> **REQUIRED WORK**: Of all the entries below, only the lines from the one with "use thiserror::Error;" up to and including the one with "is too short." are to be duplicated exactly.

[Stored data entries]
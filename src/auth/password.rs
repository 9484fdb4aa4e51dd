//! Password hashing and validation for whisperbox.
//!
//! Uses Argon2id for secure password hashing.

use argon2::{
    password_hash::{PasswordHash, PasswordHasher, PasswordVerifier, SaltString},
    Argon2, Params,
};
use rand_core::OsRng;
use thiserror::Error;

/// Minimum password length.
pub const MIN_PASSWORD_LENGTH: usize = 8;

/// Maximum password length.
pub const MAX_PASSWORD_LENGTH: usize = 128;

/// Password-related errors.
#[derive(Error, Debug)]
pub enum PasswordError {
    /// Password is too short.
    #[error("password must be at least {MIN_PASSWORD_LENGTH} characters")]
    TooShort,

    /// Password is too long.
    #[error("password must be at most {MAX_PASSWORD_LENGTH} characters")]
    TooLong,

    /// Password hashing failed.
    #[error("password hashing failed: {0}")]
    HashError(String),

    /// Password hash is invalid.
    #[error("invalid password hash format")]
    InvalidHash,

    /// Password verification failed (wrong password).
    #[error("password verification failed")]
    VerificationFailed,
}

/// Create the Argon2 hasher with recommended parameters.
///
/// Parameters: 64 MB memory cost, 3 iterations, parallelism 4.
fn create_argon2() -> Argon2<'static> {
    let m_cost = 65536; // KiB
    let t_cost = 3;
    let p_cost = 4;

    let params = Params::new(m_cost, t_cost, p_cost, None).expect("valid Argon2 params");
    Argon2::new(argon2::Algorithm::Argon2id, argon2::Version::V0x13, params)
}

/// Hash a password using Argon2id.
///
/// Returns a PHC-formatted hash string that includes the salt and parameters.
///
/// # Examples
///
/// ```
/// use whisperbox::hash_password;
///
/// let hash = hash_password("my_secure_password").unwrap();
/// assert!(hash.starts_with("$argon2id$"));
/// ```
pub fn hash_password(password: &str) -> Result<String, PasswordError> {
    validate_password(password)?;

    let salt = SaltString::generate(&mut OsRng);

    let argon2 = create_argon2();
    let hash = argon2
        .hash_password(password.as_bytes(), &salt)
        .map_err(|e| PasswordError::HashError(e.to_string()))?;

    Ok(hash.to_string())
}

/// Verify a password against a stored hash.
///
/// Returns `Ok(())` if the password matches, or an error if it doesn't.
///
/// # Examples
///
/// ```
/// use whisperbox::{hash_password, verify_password};
///
/// let hash = hash_password("my_secure_password").unwrap();
/// assert!(verify_password("my_secure_password", &hash).is_ok());
/// assert!(verify_password("wrong_password", &hash).is_err());
/// ```
pub fn verify_password(password: &str, hash: &str) -> Result<(), PasswordError> {
    let parsed_hash = PasswordHash::new(hash).map_err(|_| PasswordError::InvalidHash)?;

    // Parameters come from the parsed hash, so older hashes keep verifying
    // after create_argon2() changes
    Argon2::default()
        .verify_password(password.as_bytes(), &parsed_hash)
        .map_err(|_| PasswordError::VerificationFailed)
}

/// Validate password length requirements (8 to 128 characters).
///
/// # Examples
///
/// ```
/// use whisperbox::validate_password;
///
/// assert!(validate_password("short").is_err());
/// assert!(validate_password("valid_password_123").is_ok());
/// ```
pub fn validate_password(password: &str) -> Result<(), PasswordError> {
    if password.len() < MIN_PASSWORD_LENGTH {
        return Err(PasswordError::TooShort);
    }
    if password.len() > MAX_PASSWORD_LENGTH {
        return Err(PasswordError::TooLong);
    }
    Ok(())
}

#[cfg(test)]
mod tests {
    use super::*;

    #[test]
    fn test_hash_password_success() {
        let password = "test_password_123";
        let hash = hash_password(password).unwrap();

        // Should be a valid PHC string
        assert!(hash.starts_with("$argon2id$"));
        assert!(hash.contains("$v=19$")); // Version 0x13 = 19
    }

    #[test]
    fn test_hash_password_different_hashes() {
        let password = "same_password";
        let hash1 = hash_password(password).unwrap();
        let hash2 = hash_password(password).unwrap();

        // Same password should produce different hashes (different salts)
        assert_ne!(hash1, hash2);
    }

    #[test]
    fn test_verify_password_correct() {
        let password = "correct_password";
        let hash = hash_password(password).unwrap();

        assert!(verify_password(password, &hash).is_ok());
    }

    #[test]
    fn test_verify_password_wrong() {
        let password = "correct_password";
        let hash = hash_password(password).unwrap();

        let result = verify_password("wrong_password", &hash);
        assert!(result.is_err());
        assert!(matches!(result, Err(PasswordError::VerificationFailed)));
    }

    #[test]
    fn test_verify_password_invalid_hash() {
        let result = verify_password("any_password", "not_a_valid_hash");
        assert!(result.is_err());
        assert!(matches!(result, Err(PasswordError::InvalidHash)));
    }

    #[test]
    fn test_validate_password_too_short() {
        let result = validate_password("short");
        assert!(result.is_err());
        assert!(matches!(result, Err(PasswordError::TooShort)));
    }

    #[test]
    fn test_validate_password_minimum_length() {
        // Exactly 8 characters
        assert!(validate_password("12345678").is_ok());
    }

    #[test]
    fn test_validate_password_too_long() {
        let long_password = "a".repeat(129);
        let result = validate_password(&long_password);
        assert!(result.is_err());
        assert!(matches!(result, Err(PasswordError::TooLong)));
    }

    #[test]
    fn test_validate_password_maximum_length() {
        // Exactly 128 characters
        let max_password = "a".repeat(128);
        assert!(validate_password(&max_password).is_ok());
    }

    #[test]
    fn test_hash_password_too_short() {
        let result = hash_password("short");
        assert!(result.is_err());
        assert!(matches!(result, Err(PasswordError::TooShort)));
    }

    #[test]
    fn test_password_with_unicode() {
        let password = "contraseña-múy-segura";
        let hash = hash_password(password).unwrap();
        assert!(verify_password(password, &hash).is_ok());
    }

    #[test]
    fn test_password_with_special_chars() {
        let password = "p@$$w0rd!#$%^&*()";
        let hash = hash_password(password).unwrap();
        assert!(verify_password(password, &hash).is_ok());
    }

    #[test]
    fn test_password_error_display() {
        assert_eq!(
            PasswordError::TooShort.to_string(),
            "password must be at least 8 characters"
        );
        assert_eq!(
            PasswordError::TooLong.to_string(),
            "password must be at most 128 characters"
        );
        assert_eq!(
            PasswordError::VerificationFailed.to_string(),
            "password verification failed"
        );
    }

    #[test]
    fn test_argon2_params() {
        let hash = hash_password("test_password").unwrap();

        assert!(hash.contains("m=65536"));
        assert!(hash.contains("t=3"));
        assert!(hash.contains("p=4"));
    }
}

> **SOLUTION BELOW**:
use thiserror::Error;

/// Minimum password length.
pub const MIN_PASSWORD_LENGTH: usize = 8;

/// Maximum password length.
pub const MAX_PASSWORD_LENGTH: usize = 128;

/// Password-related errors.
#[derive(Error, Debug)]
pub enum PasswordError {
    /// Password is too short.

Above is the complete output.